The narrator now tells the reader about the relationship between Mrs. Waters and Northerton.
They had indeed been involved in an affair, and once Northerton escaped his imprisonment following his attack on Tom, they intended to run away. She was to finance their trip with money and a diamond ring. However, Northerton had decided to steal her property rather than take her with him. This is when Tom intervened on the attack. As he thought he was already doomed to be hanged for Tom’s murder, the attack on Mrs.

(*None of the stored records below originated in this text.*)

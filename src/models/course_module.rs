//! Course Module Entity
//!
//! A taught module belonging to one degree at one level. Optional modules
//! are the choices offered to students on that degree.

use std::borrow::Cow;

use serde::{Deserialize, Serialize};

use crate::draft::Draft;
use crate::schema::{
    is_unassigned, Cascade, Entity, EntityId, FieldKind, FieldSpec, OptionRule, Schema, UNASSIGNED_ID,
};

static SCHEMA: Schema = Schema {
    resource: "modules",
    label: "Module",
    fields: &[
        FieldSpec::required("name", FieldKind::Text),
        FieldSpec::required("code", FieldKind::Text),
        FieldSpec::required("department", FieldKind::Text),
        FieldSpec::required("degree_name", FieldKind::Text),
        FieldSpec::required("level", FieldKind::Text),
        FieldSpec::required("credits", FieldKind::Count),
        FieldSpec::optional("is_optional", FieldKind::Flag),
        FieldSpec::optional("description", FieldKind::Text),
    ],
    // A module's degree must belong to its department
    cascades: &[Cascade { parent: "department", dependents: &["degree_name"] }],
    options: &[OptionRule {
        field: "degree_name",
        source: "degrees",
        value_attribute: "code",
        label_attribute: "name",
        constraints: &[("department", "department")],
        flag: None,
    }],
    search: &["name", "code", "department", "description"],
    facets: &["level", "department", "degree_name"],
};

#[derive(Debug, Clone, PartialEq, Serialize, Deserialize)]
pub struct CourseModule {
    #[serde(default, skip_serializing_if = "is_unassigned")]
    pub id: EntityId,
    pub name: String,
    pub code: String,
    pub department: String,
    /// Code of the owning degree, e.g. `BSC-CS`
    pub degree_name: String,
    pub level: String,
    pub credits: u32,
    #[serde(default)]
    pub is_optional: bool,
    pub description: Option<String>,
}

impl CourseModule {
    #[allow(clippy::too_many_arguments)]
    fn fixture(
        id: EntityId,
        name: &str,
        code: &str,
        department: &str,
        degree_name: &str,
        level: &str,
        credits: u32,
        is_optional: bool,
    ) -> Self {
        Self {
            id,
            name: name.to_string(),
            code: code.to_string(),
            department: department.to_string(),
            degree_name: degree_name.to_string(),
            level: level.to_string(),
            credits,
            is_optional,
            description: None,
        }
    }
}

impl Entity for CourseModule {
    fn schema() -> &'static Schema {
        &SCHEMA
    }

    fn id(&self) -> EntityId {
        self.id
    }

    fn with_id(self, id: EntityId) -> Self {
        Self { id, ..self }
    }

    fn attribute(&self, name: &str) -> Option<Cow<'_, str>> {
        match name {
            "name" => Some(Cow::Borrowed(&self.name)),
            "code" => Some(Cow::Borrowed(&self.code)),
            "department" => Some(Cow::Borrowed(&self.department)),
            "degree_name" => Some(Cow::Borrowed(&self.degree_name)),
            "level" => Some(Cow::Borrowed(&self.level)),
            "credits" => Some(Cow::Owned(self.credits.to_string())),
            "is_optional" => Some(Cow::Borrowed(if self.is_optional { "true" } else { "false" })),
            "description" => self.description.as_deref().map(Cow::Borrowed),
            _ => None,
        }
    }

    fn to_draft(&self) -> Draft {
        Draft::empty(&SCHEMA)
            .with_text("name", self.name.as_str())
            .with_text("code", self.code.as_str())
            .with_text("department", self.department.as_str())
            .with_text("degree_name", self.degree_name.as_str())
            .with_text("level", self.level.as_str())
            .with_count("credits", Some(self.credits))
            .with_flag("is_optional", self.is_optional)
            .with_optional_text("description", self.description.as_deref())
    }

    fn from_draft(draft: &Draft) -> Result<Self, Vec<&'static str>> {
        let credits = draft.count("credits").ok_or_else(|| vec!["credits"])?;
        Ok(Self {
            id: UNASSIGNED_ID,
            name: draft.text("name").to_string(),
            code: draft.text("code").to_string(),
            department: draft.text("department").to_string(),
            degree_name: draft.text("degree_name").to_string(),
            level: draft.text("level").to_string(),
            credits,
            is_optional: draft.flag("is_optional").unwrap_or(false),
            description: draft.optional_text("description"),
        })
    }

    fn fixtures() -> Vec<Self> {
        vec![
            Self::fixture(1, "Programming Fundamentals", "CS101", "Computer Science", "BSC-CS", "UG", 20, false),
            Self::fixture(2, "Computer Graphics", "CS210", "Computer Science", "BSC-CS", "UG", 15, true),
            Self::fixture(3, "Human-Computer Interaction", "CS220", "Computer Science", "BSC-CS", "UG", 15, true),
            Self::fixture(4, "Machine Learning", "DS501", "Computer Science", "MSC-DS", "PG", 15, false),
            Self::fixture(5, "Natural Language Processing", "DS520", "Computer Science", "MSC-DS", "PG", 15, true),
            Self::fixture(6, "Topology", "MA230", "Mathematics", "BSC-MATH", "UG", 15, true),
        ]
    }
}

Waters would not have worsened the sentence were it discovered.
The narrator cautions the reader on judging all military men by Northerton’s standards, saying most are worthy and honorable.
Fielding was aware of the originality of his introductory essays, and they have the benefit of guiding the reader through the experience of the novel as well as of outlining the direction of the narrative. There is an arrogant tone which adds to the humor of the text as a whole. By outlining the qualities that a writer of such texts should have, Fielding outlines his own skills and qualifications in formulating the work.

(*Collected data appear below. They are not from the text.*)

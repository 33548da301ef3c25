//! Entity Schema
//!
//! Field tables, typed field parsers and the core Entity trait.
//! Every managed resource (degrees, modules, students) describes itself
//! through a static `Schema` so one controller can drive all of them.

use std::borrow::Cow;
use std::collections::BTreeMap;
use std::fmt::Debug;

use serde::de::DeserializeOwned;
use serde::Serialize;

use crate::draft::{Draft, FieldValue};
use crate::gateway::ReferenceRecord;

/// Server-assigned entity identifier
pub type EntityId = u32;

/// Placeholder id for entities the server has not persisted yet
pub const UNASSIGNED_ID: EntityId = 0;

/// Serde helper: omit unassigned ids from create payloads
pub fn is_unassigned(id: &EntityId) -> bool {
    *id == UNASSIGNED_ID
}

// ========================
// Field Kinds
// ========================

/// How a draft field is parsed and formatted
#[derive(Debug, Clone, Copy, PartialEq, Eq)]
pub enum FieldKind {
    Text,
    /// Non-negative whole number that fits in a `u32`
    Count,
    Flag,
    List,
}

/// A parsed draft value
#[derive(Debug, Clone, PartialEq)]
pub enum Typed {
    Empty,
    Text(String),
    Count(u32),
    Flag(bool),
    List(Vec<String>),
}

/// Raw draft value that does not parse as its field kind
#[derive(Debug, Clone, Copy, PartialEq, Eq)]
pub struct InvalidValue;

impl FieldKind {
    /// Empty value for this kind (what a reset dependent field becomes)
    pub fn empty(self) -> FieldValue {
        match self {
            FieldKind::List => FieldValue::List(Vec::new()),
            _ => FieldValue::Text(String::new()),
        }
    }

    /// Parse a raw draft value. Blank input parses as `Typed::Empty`.
    pub fn parse(self, value: &FieldValue) -> Result<Typed, InvalidValue> {
        match (self, value) {
            (FieldKind::List, FieldValue::List(items)) => {
                let items: Vec<String> = items
                    .iter()
                    .map(|item| item.trim())
                    .filter(|item| !item.is_empty())
                    .map(str::to_string)
                    .collect();
                if items.is_empty() {
                    Ok(Typed::Empty)
                } else {
                    Ok(Typed::List(items))
                }
            }
            (FieldKind::List, FieldValue::Text(_)) => Err(InvalidValue),
            (_, FieldValue::List(_)) => Err(InvalidValue),
            (kind, FieldValue::Text(raw)) => {
                let raw = raw.trim();
                if raw.is_empty() {
                    return Ok(Typed::Empty);
                }
                match kind {
                    FieldKind::Text => Ok(Typed::Text(raw.to_string())),
                    FieldKind::Count => raw.parse().map(Typed::Count).map_err(|_| InvalidValue),
                    FieldKind::Flag => match raw {
                        "true" => Ok(Typed::Flag(true)),
                        "false" => Ok(Typed::Flag(false)),
                        _ => Err(InvalidValue),
                    },
                    FieldKind::List => Err(InvalidValue),
                }
            }
        }
    }

    /// Format a typed value back into its raw draft form
    pub fn format(self, typed: &Typed) -> FieldValue {
        match typed {
            Typed::Empty => self.empty(),
            Typed::Text(text) => FieldValue::Text(text.clone()),
            Typed::Count(n) => FieldValue::Text(n.to_string()),
            Typed::Flag(flag) => FieldValue::Text(flag.to_string()),
            Typed::List(items) => FieldValue::List(items.clone()),
        }
    }
}

// ========================
// Schema Tables
// ========================

/// One field of a resource form
#[derive(Debug, Clone, Copy, PartialEq, Eq)]
pub struct FieldSpec {
    pub name: &'static str,
    pub kind: FieldKind,
    pub required: bool,
}

impl FieldSpec {
    pub const fn required(name: &'static str, kind: FieldKind) -> Self {
        Self { name, kind, required: true }
    }

    pub const fn optional(name: &'static str, kind: FieldKind) -> Self {
        Self { name, kind, required: false }
    }
}

/// Changing `parent` empties every field in `dependents`
#[derive(Debug, Clone, Copy, PartialEq, Eq)]
pub struct Cascade {
    pub parent: &'static str,
    pub dependents: &'static [&'static str],
}

/// Where the valid values of a form field come from
///
/// Options are records of the `source` reference collection whose
/// attributes match the draft for every `(draft field, attribute)` pair in
/// `constraints`, and whose `flag` attribute (if any) is `"true"`.
#[derive(Debug, Clone, Copy, PartialEq, Eq)]
pub struct OptionRule {
    pub field: &'static str,
    pub source: &'static str,
    pub value_attribute: &'static str,
    pub label_attribute: &'static str,
    pub constraints: &'static [(&'static str, &'static str)],
    pub flag: Option<&'static str>,
}

/// Static description of one managed resource
#[derive(Debug)]
pub struct Schema {
    /// REST collection path, e.g. `degrees`
    pub resource: &'static str,
    /// Human label used in notifications, e.g. `Degree`
    pub label: &'static str,
    pub fields: &'static [FieldSpec],
    pub cascades: &'static [Cascade],
    pub options: &'static [OptionRule],
    /// Fields matched by the free-text search
    pub search: &'static [&'static str],
    /// Exact-match filter keys offered on the list screen
    pub facets: &'static [&'static str],
}

impl Schema {
    pub fn field(&self, name: &str) -> Option<&'static FieldSpec> {
        self.fields.iter().find(|spec| spec.name == name)
    }

    /// Names of violated fields, in schema order
    pub fn validate(&self, draft: &Draft) -> Vec<&'static str> {
        self.fields
            .iter()
            .filter(|spec| {
                let empty = spec.kind.empty();
                let value = draft.get(spec.name).unwrap_or(&empty);
                match spec.kind.parse(value) {
                    Err(InvalidValue) => true,
                    Ok(Typed::Empty) => spec.required,
                    Ok(_) => false,
                }
            })
            .map(|spec| spec.name)
            .collect()
    }

    /// Every field reset when `parent` changes, following chained cascades
    pub fn dependents_of(&self, parent: &str) -> Vec<&'static str> {
        let mut resets: Vec<&'static str> = Vec::new();
        let mut frontier = vec![parent];
        while let Some(current) = frontier.pop() {
            for cascade in self.cascades.iter().filter(|c| c.parent == current) {
                for &dependent in cascade.dependents {
                    if dependent != parent && !resets.contains(&dependent) {
                        resets.push(dependent);
                        frontier.push(dependent);
                    }
                }
            }
        }
        resets
    }

    pub fn option_rule(&self, field: &str) -> Option<&'static OptionRule> {
        self.options.iter().find(|rule| rule.field == field)
    }

    /// Reference collections needed by this schema's option rules
    pub fn reference_sources(&self) -> Vec<&'static str> {
        let mut sources: Vec<&'static str> = Vec::new();
        for rule in self.options {
            if !sources.contains(&rule.source) {
                sources.push(rule.source);
            }
        }
        sources
    }
}

// ========================
// Entity Trait
// ========================

/// Core trait for all managed resources
pub trait Entity: Clone + Debug + PartialEq + Serialize + DeserializeOwned + 'static {
    fn schema() -> &'static Schema;

    /// Returns the entity's unique identifier
    fn id(&self) -> EntityId;

    /// Same entity carrying a different identifier
    fn with_id(self, id: EntityId) -> Self;

    /// Textual view of one field, used by filters and reference projection
    fn attribute(&self, name: &str) -> Option<Cow<'_, str>>;

    /// Deep copy into an editable draft
    fn to_draft(&self) -> Draft;

    /// Build an unassigned entity from a validated draft
    ///
    /// Fails with the offending field names when a value cannot be held.
    fn from_draft(draft: &Draft) -> Result<Self, Vec<&'static str>>;

    /// Local dataset shown when the backend rejects our credentials
    fn fixtures() -> Vec<Self>;

    /// Project into a reference record for dependent-field resolution
    fn reference(&self) -> ReferenceRecord {
        let attributes: BTreeMap<String, String> = Self::schema()
            .fields
            .iter()
            .filter_map(|spec| {
                self.attribute(spec.name)
                    .map(|value| (spec.name.to_string(), value.into_owned()))
            })
            .collect();
        ReferenceRecord { attributes }
    }
}

#[cfg(test)]
mod tests {
    use super::*;

    static SAMPLE: Schema = Schema {
        resource: "samples",
        label: "Sample",
        fields: &[
            FieldSpec::required("name", FieldKind::Text),
            FieldSpec::optional("credits", FieldKind::Count),
            FieldSpec::required("tags", FieldKind::List),
            FieldSpec::optional("active", FieldKind::Flag),
        ],
        cascades: &[
            Cascade { parent: "faculty", dependents: &["department"] },
            Cascade { parent: "department", dependents: &["degree", "modules"] },
        ],
        options: &[],
        search: &["name"],
        facets: &[],
    };

    #[test]
    fn test_parse_count_and_flag() {
        assert_eq!(FieldKind::Count.parse(&" 42 ".into()), Ok(Typed::Count(42)));
        assert_eq!(FieldKind::Count.parse(&"four".into()), Err(InvalidValue));
        assert_eq!(FieldKind::Count.parse(&"-15".into()), Err(InvalidValue));
        assert_eq!(FieldKind::Count.parse(&"4294967296".into()), Err(InvalidValue));
        assert_eq!(FieldKind::Flag.parse(&"true".into()), Ok(Typed::Flag(true)));
        assert_eq!(FieldKind::Flag.parse(&"yes".into()), Err(InvalidValue));
        assert_eq!(FieldKind::Text.parse(&"   ".into()), Ok(Typed::Empty));
    }

    #[test]
    fn test_format_count() {
        assert_eq!(FieldKind::Count.format(&Typed::Count(7)), FieldValue::from("7"));
        assert_eq!(FieldKind::List.format(&Typed::Empty), FieldValue::List(vec![]));
    }

    #[test]
    fn test_list_ignores_blank_items() {
        let value = FieldValue::List(vec![" ".to_string(), "m1".to_string()]);
        assert_eq!(FieldKind::List.parse(&value), Ok(Typed::List(vec!["m1".to_string()])));
        assert_eq!(FieldKind::List.parse(&"m1".into()), Err(InvalidValue));
    }

    #[test]
    fn test_validate_reports_missing_and_unparsable() {
        let draft = Draft::empty(&SAMPLE)
            .with_text("name", "  ")
            .with_text("credits", "ten");
        assert_eq!(SAMPLE.validate(&draft), vec!["name", "credits", "tags"]);

        let draft = Draft::empty(&SAMPLE)
            .with_text("name", "Algebra")
            .with_text("credits", "-15")
            .with_list("tags", vec!["core".to_string()]);
        assert_eq!(SAMPLE.validate(&draft), vec!["credits"]);

        let draft = Draft::empty(&SAMPLE)
            .with_text("name", "Algebra")
            .with_list("tags", vec!["core".to_string()]);
        assert!(SAMPLE.validate(&draft).is_empty());
    }

    #[test]
    fn test_dependents_follow_chains() {
        assert_eq!(SAMPLE.dependents_of("faculty"), vec!["department", "degree", "modules"]);
        assert_eq!(SAMPLE.dependents_of("department"), vec!["degree", "modules"]);
        assert!(SAMPLE.dependents_of("name").is_empty());
    }
}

In addition to the thematic value of the Man on the Hill, he also advances the plot in this section. Though Tom rescues Mrs. Waters, it is the Man on the Hill who recommends the journey to Upton, and who arms the boy.
Mrs. Waters is yet another woman who tempts Tom, and whose advances he cannot refuse. However, as with Lady Bellaston, and even Molly Seagrim, it is worth noting that it is the women who make the first move. Mrs. Waters is unabashedly brazen in walking with her breasts bared as Tom escorts her to Upton, He is equally appreciative of the sight of her comely white flesh. There is humor in Mrs. Waters unleashing her full “artillery of love” upon him whilst he is mostly occupied with eating (453). Once his hunger has been sated, then Tom is drawn to indulge his sexual appetite. The metaphor of a battle is a witty one as Mrs. Waters utilizes her feminine charms as a military tactician, and she becomes, as the ladies before her, Tom’s “fair conqueror” (456). She is indifferent to Tom’s clear adoration of the fair but absent Sophia. Fielding uses the metaphor of dining to explain her acceptance of Tom’s past and future: “she could feast heartily at the table of love, without reflecting that some other already had been, or hereafter might be, feasted with the same repast” (461).
That Tom remains our hero despite his weakness for lust speaks yet again to Fielding's willingness to consider characters in total, and not simply by one moral quality.